* What is required *
Count every line of the material that holds the string "enum". Respond with the total only.

*** Begin section ***

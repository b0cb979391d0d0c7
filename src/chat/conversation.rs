//! Optimistic send/reconcile over a [`ChatLog`].

use thiserror::Error;
use tracing::debug;

use crate::api::{GENERIC_FAILURE_MESSAGE, RequestFailed};
use crate::security::sanitize_input;

use super::message::{ChatLog, ChatMessage, MessageId, Role};
use super::transport::{ChatTransport, TransportReply};

/// First assistant line of a fresh conversation.
pub const GREETING: &str = "Hello! Ask a question about your uploaded materials.";

/// Assistant replies needed before the reflection panel is offered.
pub const REFLECTION_THRESHOLD: usize = 5;

/// Why a send was refused before touching state.
#[derive(Clone, Copy, Debug, Error, PartialEq, Eq)]
pub enum SendRejected {
    /// Nothing left after sanitizing and trimming.
    #[error("message is empty")]
    Empty,
    /// Another send has not completed yet.
    #[error("a message is already being sent")]
    Busy,
}

/// How a completed send ended.
#[derive(Debug)]
pub enum SendOutcome {
    /// The reply was appended.
    Delivered,
    /// A synthetic error entry was appended instead.
    Failed(RequestFailed),
}

impl SendOutcome {
    /// Whether the server answered.
    #[must_use]
    pub const fn is_delivered(&self) -> bool {
        matches!(self, Self::Delivered)
    }
}

/// A send that has been applied optimistically and awaits its reply.
#[derive(Debug)]
#[must_use = "pass the pending send to Conversation::complete_send"]
pub struct PendingSend {
    provisional: MessageId,
    text: String,
}

impl PendingSend {
    /// The cleaned text to transmit.
    #[must_use]
    pub fn text(&self) -> &str {
        &self.text
    }

    /// Id of the optimistic user entry.
    #[must_use]
    pub const fn provisional_id(&self) -> &MessageId {
        &self.provisional
    }
}

/// One conversation panel: the log plus the composer's busy flag.
#[derive(Clone, Debug, Default)]
pub struct Conversation {
    log: ChatLog,
    busy: bool,
}

impl Conversation {
    /// Empty conversation.
    #[must_use]
    pub const fn new() -> Self {
        Self {
            log: ChatLog::new(),
            busy: false,
        }
    }

    /// Conversation opened with the tutor greeting.
    #[must_use]
    pub fn with_greeting() -> Self {
        let mut conversation = Self::new();
        conversation.log.push(ChatMessage::new(
            MessageId::assistant(),
            Role::Assistant,
            GREETING,
        ));
        conversation
    }

    /// Conversation resumed from a fetched transcript.
    #[must_use]
    pub const fn from_log(log: ChatLog) -> Self {
        Self { log, busy: false }
    }

    /// Messages so far.
    #[must_use]
    pub const fn log(&self) -> &ChatLog {
        &self.log
    }

    /// Whether a send is outstanding.
    #[must_use]
    pub const fn is_busy(&self) -> bool {
        self.busy
    }

    /// Whether enough replies have accumulated to offer reflection prompts.
    #[must_use]
    pub fn reflection_unlocked(&self) -> bool {
        self.log.assistant_replies() >= REFLECTION_THRESHOLD
    }

    /// Add a system note listing attached files. No-op for an empty list.
    pub fn note_attachments(&mut self, names: &[String]) -> Option<&ChatMessage> {
        if names.is_empty() {
            return None;
        }
        let content = format!("Attached {} file(s): {}", names.len(), names.join(", "));
        self.log
            .push(ChatMessage::new(MessageId::system(), Role::System, content));
        self.log.last()
    }

    /// Apply the optimistic half of a send.
    ///
    /// # Errors
    /// Returns [`SendRejected`] without changing state when the cleaned text
    /// is empty or a send is already outstanding.
    pub fn begin_send(&mut self, raw: &str) -> Result<PendingSend, SendRejected> {
        let text = sanitize_input(raw).trim().to_string();
        if text.is_empty() {
            return Err(SendRejected::Empty);
        }
        if self.busy {
            return Err(SendRejected::Busy);
        }

        let provisional = MessageId::provisional();
        self.log.push(ChatMessage::new(
            provisional.clone(),
            Role::User,
            text.clone(),
        ));
        self.busy = true;
        debug!(id = %provisional, "optimistic user entry appended");

        Ok(PendingSend { provisional, text })
    }

    /// Reconcile a send with its result and release the busy flag.
    pub fn complete_send(
        &mut self,
        pending: PendingSend,
        result: Result<TransportReply, RequestFailed>,
    ) -> SendOutcome {
        self.busy = false;

        match result {
            Ok(reply) => {
                if let Some(confirmed) = reply.user_message_id {
                    self.log
                        .replace_id(&pending.provisional, MessageId::from_server(confirmed));
                }
                let id = reply
                    .message_id
                    .map_or_else(MessageId::assistant, MessageId::from_server);
                let mut message = ChatMessage::new(id, Role::Assistant, reply.content);
                if let Some(created_at) = reply.created_at {
                    message.created_at = created_at;
                }
                self.log.push(message);
                SendOutcome::Delivered
            }
            Err(err) => {
                debug!(id = %pending.provisional, error = %err, "send failed, appending error entry");
                self.log.push(ChatMessage::new(
                    MessageId::error(),
                    Role::Assistant,
                    GENERIC_FAILURE_MESSAGE,
                ));
                SendOutcome::Failed(err)
            }
        }
    }

    /// Run a full send: optimistic entry, one request, reconciliation.
    ///
    /// # Errors
    /// Returns [`SendRejected`] when nothing was sent.
    pub async fn send<T>(&mut self, transport: &T, raw: &str) -> Result<SendOutcome, SendRejected>
    where
        T: ChatTransport + ?Sized,
    {
        let pending = self.begin_send(raw)?;
        let result = transport.exchange(pending.text()).await;
        Ok(self.complete_send(pending, result))
    }
}

#[cfg(test)]
mod tests {
    use std::sync::atomic::{AtomicUsize, Ordering};

    use async_trait::async_trait;
    use chrono::{TimeZone, Utc};

    use super::*;
    use crate::api::FailureKind;

    struct ScriptedTransport {
        reply: Option<TransportReply>,
        calls: AtomicUsize,
    }

    impl ScriptedTransport {
        fn answering(reply: TransportReply) -> Self {
            Self {
                reply: Some(reply),
                calls: AtomicUsize::new(0),
            }
        }

        fn failing() -> Self {
            Self {
                reply: None,
                calls: AtomicUsize::new(0),
            }
        }

        fn calls(&self) -> usize {
            self.calls.load(Ordering::SeqCst)
        }
    }

    #[async_trait]
    impl ChatTransport for ScriptedTransport {
        async fn exchange(&self, _text: &str) -> Result<TransportReply, RequestFailed> {
            self.calls.fetch_add(1, Ordering::SeqCst);
            self.reply
                .clone()
                .ok_or_else(|| RequestFailed::http("/api/chat", 500, "boom".to_string()))
        }
    }

    #[tokio::test]
    async fn test_successful_send_appends_user_then_assistant() {
        let transport = ScriptedTransport::answering(TransportReply::text("Think about disorder."));
        let mut conversation = Conversation::with_greeting();
        let before = conversation.log().len();

        let outcome = conversation.send(&transport, "What is entropy?").await.unwrap();

        assert!(outcome.is_delivered());
        let added = conversation.log().since(before);
        assert_eq!(added.len(), 2);
        assert_eq!(added[0].role, Role::User);
        assert_eq!(added[0].content, "What is entropy?");
        assert_eq!(added[1].role, Role::Assistant);
        assert_eq!(added[1].content, "Think about disorder.");
        assert!(!conversation.is_busy());
    }

    #[tokio::test]
    async fn test_failed_send_appends_error_entry() {
        let transport = ScriptedTransport::failing();
        let mut conversation = Conversation::new();

        let outcome = conversation.send(&transport, "hello").await.unwrap();

        match outcome {
            SendOutcome::Failed(err) => assert_eq!(err.kind, FailureKind::Http),
            SendOutcome::Delivered => panic!("expected failure"),
        }
        let log = conversation.log().as_slice();
        assert_eq!(log.len(), 2);
        assert_eq!(log[0].role, Role::User);
        assert_eq!(log[1].content, GENERIC_FAILURE_MESSAGE);
        assert!(log[1].id.is_error());
        assert!(!conversation.is_busy());
    }

    #[tokio::test]
    async fn test_blank_message_changes_nothing_and_sends_nothing() {
        let transport = ScriptedTransport::answering(TransportReply::text("unused"));
        let mut conversation = Conversation::with_greeting();
        let before = conversation.log().clone();

        for raw in ["", "   ", "\n\t", "<b></b>"] {
            let err = conversation.send(&transport, raw).await.unwrap_err();
            assert_eq!(err, SendRejected::Empty);
        }

        assert_eq!(conversation.log(), &before);
        assert_eq!(transport.calls(), 0);
    }

    #[test]
    fn test_busy_composer_rejects_second_send() {
        let mut conversation = Conversation::new();
        let pending = conversation.begin_send("first").unwrap();
        assert!(conversation.is_busy());

        assert_eq!(conversation.begin_send("second").unwrap_err(), SendRejected::Busy);
        assert_eq!(conversation.log().len(), 1);

        let outcome = conversation.complete_send(pending, Ok(TransportReply::text("reply")));
        assert!(outcome.is_delivered());
        assert_eq!(conversation.log().len(), 2);
        assert!(conversation.begin_send("third").is_ok());
    }

    #[test]
    fn test_server_ids_replace_provisional_id() {
        let mut conversation = Conversation::new();
        let pending = conversation.begin_send("  why?  ").unwrap();
        assert_eq!(pending.text(), "why?");
        assert!(pending.provisional_id().is_provisional());

        let stamp = Utc.with_ymd_and_hms(2024, 1, 2, 3, 4, 5).unwrap();
        let reply = TransportReply {
            content: "Because.".to_string(),
            message_id: Some("srv-assistant".to_string()),
            user_message_id: Some("srv-user".to_string()),
            created_at: Some(stamp),
        };
        let _ = conversation.complete_send(pending, Ok(reply));

        let log = conversation.log().as_slice();
        assert_eq!(log[0].id.as_str(), "srv-user");
        assert_eq!(log[0].content, "why?");
        assert_eq!(log[1].id.as_str(), "srv-assistant");
        assert_eq!(log[1].created_at, stamp);
    }

    #[test]
    fn test_attachment_note_and_reflection_threshold() {
        let mut conversation = Conversation::with_greeting();
        assert!(conversation.note_attachments(&[]).is_none());

        let note = conversation
            .note_attachments(&["a.pdf".to_string(), "b.pptx".to_string()])
            .unwrap();
        assert_eq!(note.role, Role::System);
        assert_eq!(note.content, "Attached 2 file(s): a.pdf, b.pptx");

        assert!(!conversation.reflection_unlocked());
        for i in 0..REFLECTION_THRESHOLD {
            let pending = conversation.begin_send(&format!("q{i}")).unwrap();
            let _ = conversation.complete_send(pending, Ok(TransportReply::text("a")));
        }
        assert!(conversation.reflection_unlocked());
    }
}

*** End section ***

* Completed task *
2